Problem: Below is a listing; repeat exactly the lines from the one containing "and grant records." to the one containing "The requested scope.", both included.

Source data:
# # #

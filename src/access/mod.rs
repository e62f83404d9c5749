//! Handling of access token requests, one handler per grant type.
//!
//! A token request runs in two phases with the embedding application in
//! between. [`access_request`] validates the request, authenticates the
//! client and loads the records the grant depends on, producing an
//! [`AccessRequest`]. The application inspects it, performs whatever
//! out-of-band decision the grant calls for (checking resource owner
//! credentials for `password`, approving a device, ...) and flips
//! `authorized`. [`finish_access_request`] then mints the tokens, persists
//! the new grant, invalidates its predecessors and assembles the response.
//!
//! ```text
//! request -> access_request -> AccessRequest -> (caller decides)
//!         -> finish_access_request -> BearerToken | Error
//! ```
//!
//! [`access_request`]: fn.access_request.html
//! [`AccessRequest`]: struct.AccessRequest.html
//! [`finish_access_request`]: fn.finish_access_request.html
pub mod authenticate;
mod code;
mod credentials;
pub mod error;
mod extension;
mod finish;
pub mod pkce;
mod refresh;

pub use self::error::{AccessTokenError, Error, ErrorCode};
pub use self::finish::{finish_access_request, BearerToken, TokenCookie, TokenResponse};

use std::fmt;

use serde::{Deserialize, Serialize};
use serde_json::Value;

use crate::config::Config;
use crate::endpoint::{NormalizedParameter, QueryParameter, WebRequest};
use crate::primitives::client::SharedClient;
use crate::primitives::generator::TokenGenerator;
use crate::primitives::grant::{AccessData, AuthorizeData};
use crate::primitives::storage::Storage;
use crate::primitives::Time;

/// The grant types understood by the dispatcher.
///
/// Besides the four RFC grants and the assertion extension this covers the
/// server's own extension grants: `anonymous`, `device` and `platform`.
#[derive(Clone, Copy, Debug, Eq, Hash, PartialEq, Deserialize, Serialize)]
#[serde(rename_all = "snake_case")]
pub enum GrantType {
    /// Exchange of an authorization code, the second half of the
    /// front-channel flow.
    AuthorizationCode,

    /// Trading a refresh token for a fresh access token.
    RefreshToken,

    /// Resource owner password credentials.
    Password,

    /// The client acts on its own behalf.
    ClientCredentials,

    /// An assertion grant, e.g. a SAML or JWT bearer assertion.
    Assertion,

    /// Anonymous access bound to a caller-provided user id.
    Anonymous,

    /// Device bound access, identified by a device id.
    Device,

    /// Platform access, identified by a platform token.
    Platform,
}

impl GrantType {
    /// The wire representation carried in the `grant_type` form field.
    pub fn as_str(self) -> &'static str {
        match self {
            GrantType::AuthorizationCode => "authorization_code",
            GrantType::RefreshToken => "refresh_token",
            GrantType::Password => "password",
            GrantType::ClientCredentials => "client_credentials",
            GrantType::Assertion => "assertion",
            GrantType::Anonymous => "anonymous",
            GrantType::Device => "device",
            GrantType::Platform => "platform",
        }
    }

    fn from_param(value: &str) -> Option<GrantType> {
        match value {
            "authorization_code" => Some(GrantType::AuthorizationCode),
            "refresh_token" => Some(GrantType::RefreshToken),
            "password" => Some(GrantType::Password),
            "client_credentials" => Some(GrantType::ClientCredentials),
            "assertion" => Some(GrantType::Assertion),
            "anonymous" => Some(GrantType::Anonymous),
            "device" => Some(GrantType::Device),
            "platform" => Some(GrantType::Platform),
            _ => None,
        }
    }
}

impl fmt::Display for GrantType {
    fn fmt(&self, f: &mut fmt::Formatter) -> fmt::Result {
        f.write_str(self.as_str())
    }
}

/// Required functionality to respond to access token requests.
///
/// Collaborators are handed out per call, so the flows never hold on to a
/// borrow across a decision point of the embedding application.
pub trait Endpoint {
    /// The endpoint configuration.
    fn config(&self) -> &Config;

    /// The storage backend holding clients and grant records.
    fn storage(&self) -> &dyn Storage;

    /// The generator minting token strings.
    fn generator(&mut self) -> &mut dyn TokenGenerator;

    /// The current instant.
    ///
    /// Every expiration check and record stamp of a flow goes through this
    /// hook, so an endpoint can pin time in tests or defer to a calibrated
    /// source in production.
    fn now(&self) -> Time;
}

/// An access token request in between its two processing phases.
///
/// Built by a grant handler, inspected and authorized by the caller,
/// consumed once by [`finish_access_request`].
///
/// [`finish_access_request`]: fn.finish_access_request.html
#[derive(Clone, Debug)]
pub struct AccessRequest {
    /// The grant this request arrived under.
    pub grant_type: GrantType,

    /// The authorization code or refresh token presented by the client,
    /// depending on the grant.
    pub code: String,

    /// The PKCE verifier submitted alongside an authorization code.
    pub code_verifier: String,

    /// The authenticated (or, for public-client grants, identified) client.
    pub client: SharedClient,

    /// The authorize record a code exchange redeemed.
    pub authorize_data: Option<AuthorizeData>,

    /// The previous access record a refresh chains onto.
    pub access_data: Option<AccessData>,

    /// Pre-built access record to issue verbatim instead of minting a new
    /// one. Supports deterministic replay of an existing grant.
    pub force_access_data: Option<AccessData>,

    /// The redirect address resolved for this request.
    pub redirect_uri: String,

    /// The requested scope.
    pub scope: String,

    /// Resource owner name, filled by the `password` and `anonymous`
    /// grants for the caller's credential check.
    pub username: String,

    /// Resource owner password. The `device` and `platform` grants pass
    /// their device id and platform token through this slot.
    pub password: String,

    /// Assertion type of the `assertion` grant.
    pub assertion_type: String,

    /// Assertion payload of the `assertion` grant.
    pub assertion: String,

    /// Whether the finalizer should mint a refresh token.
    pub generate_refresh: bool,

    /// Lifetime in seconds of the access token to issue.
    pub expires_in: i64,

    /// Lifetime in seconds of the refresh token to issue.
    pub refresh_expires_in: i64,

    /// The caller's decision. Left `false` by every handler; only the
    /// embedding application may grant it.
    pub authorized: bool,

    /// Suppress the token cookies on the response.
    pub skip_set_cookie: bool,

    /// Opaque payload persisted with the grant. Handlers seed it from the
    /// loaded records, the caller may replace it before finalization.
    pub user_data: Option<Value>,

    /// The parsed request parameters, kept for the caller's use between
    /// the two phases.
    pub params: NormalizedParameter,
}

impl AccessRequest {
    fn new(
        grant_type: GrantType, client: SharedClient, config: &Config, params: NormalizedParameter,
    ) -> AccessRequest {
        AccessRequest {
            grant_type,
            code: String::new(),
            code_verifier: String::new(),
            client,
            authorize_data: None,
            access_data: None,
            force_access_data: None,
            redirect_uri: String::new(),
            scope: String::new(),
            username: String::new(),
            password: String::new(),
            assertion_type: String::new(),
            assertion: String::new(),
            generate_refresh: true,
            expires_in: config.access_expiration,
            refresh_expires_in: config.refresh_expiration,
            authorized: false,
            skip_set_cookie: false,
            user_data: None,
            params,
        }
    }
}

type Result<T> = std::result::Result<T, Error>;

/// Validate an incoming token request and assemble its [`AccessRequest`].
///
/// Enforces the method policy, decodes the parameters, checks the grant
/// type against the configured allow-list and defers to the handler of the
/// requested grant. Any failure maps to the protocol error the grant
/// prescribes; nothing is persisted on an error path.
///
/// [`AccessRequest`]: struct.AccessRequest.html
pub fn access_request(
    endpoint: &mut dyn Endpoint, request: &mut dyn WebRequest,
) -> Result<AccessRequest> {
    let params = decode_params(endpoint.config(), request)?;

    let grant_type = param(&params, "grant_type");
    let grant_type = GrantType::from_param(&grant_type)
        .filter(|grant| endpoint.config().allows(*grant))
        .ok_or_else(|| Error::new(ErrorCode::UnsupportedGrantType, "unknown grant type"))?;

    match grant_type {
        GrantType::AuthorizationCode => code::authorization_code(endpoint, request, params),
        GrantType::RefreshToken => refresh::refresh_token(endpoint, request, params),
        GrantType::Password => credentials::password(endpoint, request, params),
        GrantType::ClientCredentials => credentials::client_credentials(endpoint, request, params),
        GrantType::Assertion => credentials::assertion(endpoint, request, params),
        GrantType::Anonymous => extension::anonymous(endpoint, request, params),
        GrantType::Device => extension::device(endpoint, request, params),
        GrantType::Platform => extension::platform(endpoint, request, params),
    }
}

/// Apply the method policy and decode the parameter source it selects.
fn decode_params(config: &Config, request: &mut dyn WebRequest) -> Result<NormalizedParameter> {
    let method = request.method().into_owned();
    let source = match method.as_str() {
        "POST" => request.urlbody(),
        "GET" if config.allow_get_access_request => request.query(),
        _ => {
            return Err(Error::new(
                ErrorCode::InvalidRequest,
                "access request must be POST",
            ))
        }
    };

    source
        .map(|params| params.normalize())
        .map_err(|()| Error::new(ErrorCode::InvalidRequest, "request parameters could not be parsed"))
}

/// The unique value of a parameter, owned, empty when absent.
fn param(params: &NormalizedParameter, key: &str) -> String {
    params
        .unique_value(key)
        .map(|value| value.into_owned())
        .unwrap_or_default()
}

# # #

Solution:
    /// The storage backend holding clients and grant records.
    fn storage(&self) -> &dyn Storage;

    /// The generator minting token strings.
    fn generator(&mut self) -> &mut dyn TokenGenerator;

    /// The current instant.
    ///
    /// Every expiration check and record stamp of a flow goes through this
    /// hook, so an endpoint can pin time in tests or defer to a calibrated
    /// source in production.
    fn now(&self) -> Time;
}

/// An access token request in between its two processing phases.
///
/// Built by a grant handler, inspected and authorized by the caller,
/// consumed once by [`finish_access_request`].
///
/// [`finish_access_request`]: fn.finish_access_request.html
#[derive(Clone, Debug)]
pub struct AccessRequest {
    /// The grant this request arrived under.
    pub grant_type: GrantType,

    /// The authorization code or refresh token presented by the client,
    /// depending on the grant.
    pub code: String,

    /// The PKCE verifier submitted alongside an authorization code.
    pub code_verifier: String,

    /// The authenticated (or, for public-client grants, identified) client.
    pub client: SharedClient,

    /// The authorize record a code exchange redeemed.
    pub authorize_data: Option<AuthorizeData>,

    /// The previous access record a refresh chains onto.
    pub access_data: Option<AccessData>,

    /// Pre-built access record to issue verbatim instead of minting a new
    /// one. Supports deterministic replay of an existing grant.
    pub force_access_data: Option<AccessData>,

    /// The redirect address resolved for this request.
    pub redirect_uri: String,

    /// The requested scope.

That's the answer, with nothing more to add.